Health information can be misleading for many reasons. You cannot always rely on the popular sources of health advice, such as the media, family and friends. Even health professionals are not always well informed about the benefits and harms of tests and treatments. Sometimes new health interventions are introduced before their benefits and harms have been properly established. Conversely, years may pass before tests and treatments of proven benefit become widely used.

This book aims to help you become more informed about your health care and health decisions. It will equip you with some simple tools for distinguishing between reliable and unreliable health advice.

It is not intended to be used as a do-it-yourself guide to becoming your own doctor. We hope instead that it will encourage you to work in partnership with health professionals, whether you are seeing a doctor, psychologist or naturopath.

Chapter 2: Be Sceptical

What has not been examined impartially has not been well examined. Scepticism is therefore the first step towards truth.
(Denis Diderot, Pensee Philosophique)


Many people are more gullible than they realise. Becoming a critical thinker and more aware of your own biases and decision-making processes may help you to make better health decisions. This chapter reveals some of the tricks that marketers and advertisers use to promote products. Just because something works on rats or on cells in a laboratory test tube or for a celebrity does not mean it will improve your health. Nor should you believe everything that is reported in the media about health. What you need is reliable evidence proving that a product works in humans. The evidence should also be relevant to your needs and situation.

Chapter 3: Bad evidence

I'm always certain about things that are a matter of opinion.
(Charlie Brown, Modern Philosopher)


There are many factors to consider when assessing research findings. When a study shows that two health events or characteristics occur together, this does not necessarily mean that one causes the other. Nor can you assume that one person’s experience with a treatment or illness will have any relevance for other people. Even if someone makes a miraculous recovery after a certain treatment, you cannot assume that the treatment deserves the credit. Many problems get better on their own and it is impossible to know whether a treatment ‘worked’ unless you know what would have happenedwithout that treatment. The placebo effect is powerful, and people often report an improvement on almost any therapy, even a placebo (a biologically inactive intervention). Screening tests that detect diseases early are not always beneficial as they can lead to people living more years with disease rather than leading longer lives. Randomised controlled trials - where subjects are randomly allocated to various interventions or a placebo - help address many of these problematic issues.
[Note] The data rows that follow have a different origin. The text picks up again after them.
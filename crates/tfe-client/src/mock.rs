//! In-memory fakes for the client's collaborators.
//!
//! [`MockTransport`] answers from scripted responses and records every
//! request, so callers can assert on the exact sequence of remote calls
//! without a network. [`RecordingSleeper`] and [`RecordingObserver`] do the
//! same for the delay primitive and the observability sink.

use std::collections::{HashMap, VecDeque};
use std::sync::{Mutex, MutexGuard};
use std::time::Duration;

use async_trait::async_trait;
use serde_json::{json, Value};
use tfe_core::{Result, Run, RunKind, RunOutcome, RunStatus, TfeError};

use crate::observer::RunObserver;
use crate::sleep::Sleeper;
use crate::transport::{ApiRequest, ApiResponse, Method, Transport};

fn lock<T>(mutex: &Mutex<T>) -> MutexGuard<'_, T> {
    mutex.lock().unwrap_or_else(|poisoned| poisoned.into_inner())
}

/// Scripted [`Transport`].
///
/// Responses are queued per `(method, path)`. Each request pops the next
/// queued response; the last one is sticky and keeps answering once the
/// queue is down to it. Unscripted routes answer 404.
#[derive(Debug, Default)]
pub struct MockTransport {
    routes: Mutex<HashMap<(Method, String), VecDeque<ApiResponse>>>,
    requests: Mutex<Vec<ApiRequest>>,
}

impl MockTransport {
    pub fn new() -> Self {
        Self::default()
    }

    /// Queue a response for `method path`.
    pub fn respond(self, method: Method, path: &str, status: u16, body: Value) -> Self {
        self.push(method, path, status, body);
        self
    }

    /// Queue a response on a shared reference.
    pub fn push(&self, method: Method, path: &str, status: u16, body: Value) {
        lock(&self.routes)
            .entry((method, path.to_string()))
            .or_default()
            .push_back(ApiResponse::new(status, body));
    }

    /// Every request received so far, in order.
    pub fn requests(&self) -> Vec<ApiRequest> {
        lock(&self.requests).clone()
    }

    /// Number of requests received for `method path`.
    pub fn count(&self, method: Method, path: &str) -> usize {
        lock(&self.requests)
            .iter()
            .filter(|r| r.method == method && r.path == path)
            .count()
    }

    /// Requests whose path ends with `suffix`, e.g. `/actions/discard`.
    pub fn requests_ending_with(&self, method: Method, suffix: &str) -> Vec<ApiRequest> {
        lock(&self.requests)
            .iter()
            .filter(|r| r.method == method && r.path.ends_with(suffix))
            .cloned()
            .collect()
    }
}

#[async_trait]
impl Transport for MockTransport {
    async fn send(&self, request: ApiRequest) -> Result<ApiResponse> {
        let key = (request.method, request.path.clone());
        lock(&self.requests).push(request);

        let mut routes = lock(&self.routes);
        let response = match routes.get_mut(&key) {
            Some(queue) if queue.len() > 1 => queue.pop_front(),
            Some(queue) => queue.front().cloned(),
            None => None,
        };

        Ok(response.unwrap_or_else(|| {
            ApiResponse::new(
                404,
                json!({"errors": [{"status": "404", "title": "not found"}]}),
            )
        }))
    }
}

/// JSON:API body for a single run.
pub fn run_body(id: &str, status: RunStatus, has_changes: bool) -> Value {
    json!({ "data": run_resource(id, status, has_changes) })
}

/// JSON:API resource object for a run, for use inside list bodies.
pub fn run_resource(id: &str, status: RunStatus, has_changes: bool) -> Value {
    json!({
        "id": id,
        "type": "runs",
        "attributes": {
            "status": status.as_str(),
            "has-changes": has_changes,
            "is-destroy": false
        }
    })
}

/// JSON:API list body for a workspace's runs.
pub fn runs_list_body(runs: &[(&str, RunStatus)]) -> Value {
    let data: Vec<Value> = runs
        .iter()
        .map(|(id, status)| run_resource(id, *status, false))
        .collect();
    json!({ "data": data })
}

/// [`Sleeper`] that returns immediately and remembers every requested delay.
#[derive(Debug, Default)]
pub struct RecordingSleeper {
    calls: Mutex<Vec<Duration>>,
}

impl RecordingSleeper {
    pub fn new() -> Self {
        Self::default()
    }

    pub fn calls(&self) -> Vec<Duration> {
        lock(&self.calls).clone()
    }

    pub fn count(&self) -> usize {
        lock(&self.calls).len()
    }
}

#[async_trait]
impl Sleeper for RecordingSleeper {
    async fn sleep(&self, duration: Duration) {
        lock(&self.calls).push(duration);
    }
}

/// An observation captured by [`RecordingObserver`].
#[derive(Debug, Clone, PartialEq)]
pub enum Observation {
    DiscardingPending { workspace_id: String },
    Discarded { run_id: String },
    Submitted { run_id: String },
    Progress { run_id: String, kind: RunKind, elapsed: Duration, status: RunStatus },
    Classified { run_id: String, outcome: RunOutcome },
    SubmissionFailed { error: TfeError },
}

/// [`RunObserver`] that stores every observation in order.
#[derive(Debug, Default)]
pub struct RecordingObserver {
    events: Mutex<Vec<Observation>>,
}

impl RecordingObserver {
    pub fn new() -> Self {
        Self::default()
    }

    pub fn events(&self) -> Vec<Observation> {
        lock(&self.events).clone()
    }

    fn record(&self, observation: Observation) {
        lock(&self.events).push(observation);
    }
}

impl RunObserver for RecordingObserver {
    fn discarding_pending(&self, workspace_id: &str) {
        self.record(Observation::DiscardingPending {
            workspace_id: workspace_id.to_string(),
        });
    }

    fn run_discarded(&self, run_id: &str) {
        self.record(Observation::Discarded {
            run_id: run_id.to_string(),
        });
    }

    fn run_submitted(&self, run: &Run) {
        self.record(Observation::Submitted {
            run_id: run.id.clone(),
        });
    }

    fn poll_progress(&self, run_id: &str, kind: RunKind, elapsed: Duration, status: RunStatus) {
        self.record(Observation::Progress {
            run_id: run_id.to_string(),
            kind,
            elapsed,
            status,
        });
    }

    fn run_classified(&self, run: &Run, outcome: RunOutcome) {
        self.record(Observation::Classified {
            run_id: run.id.clone(),
            outcome,
        });
    }

    fn submission_failed(&self, error: &TfeError) {
        self.record(Observation::SubmissionFailed {
            error: error.clone(),
        });
    }
}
Chapter 4: Do not always rely on the experts

Medicine is indeed in the middle of an intellectual revolution. Methods of reasoning and problem solving that might have worked well in the past are not sufficient to handle today’s problems. (David Eddy, Medicine, Money and Mathematics)

Many people make the mistake of assuming that experts always get it right. But health care is so complex, with an ever-expanding array of treatments and research findings, that it is impossible for any one expert to stay abreast of all the latest developments. Even those who specialise in a particular field can find this difficult. Traditionally, many experts have based their opinions on unreliable sources - such as advertisements and the opinions of other experts - rather than the results of good-quality studies. To obtain the best possible health care for your needs requires a mix of things, including your practitioner’s clinical skills, the best evidence from the research literature, and a sound understanding of your own preferences based on the chance of benefits and harms from any intervention.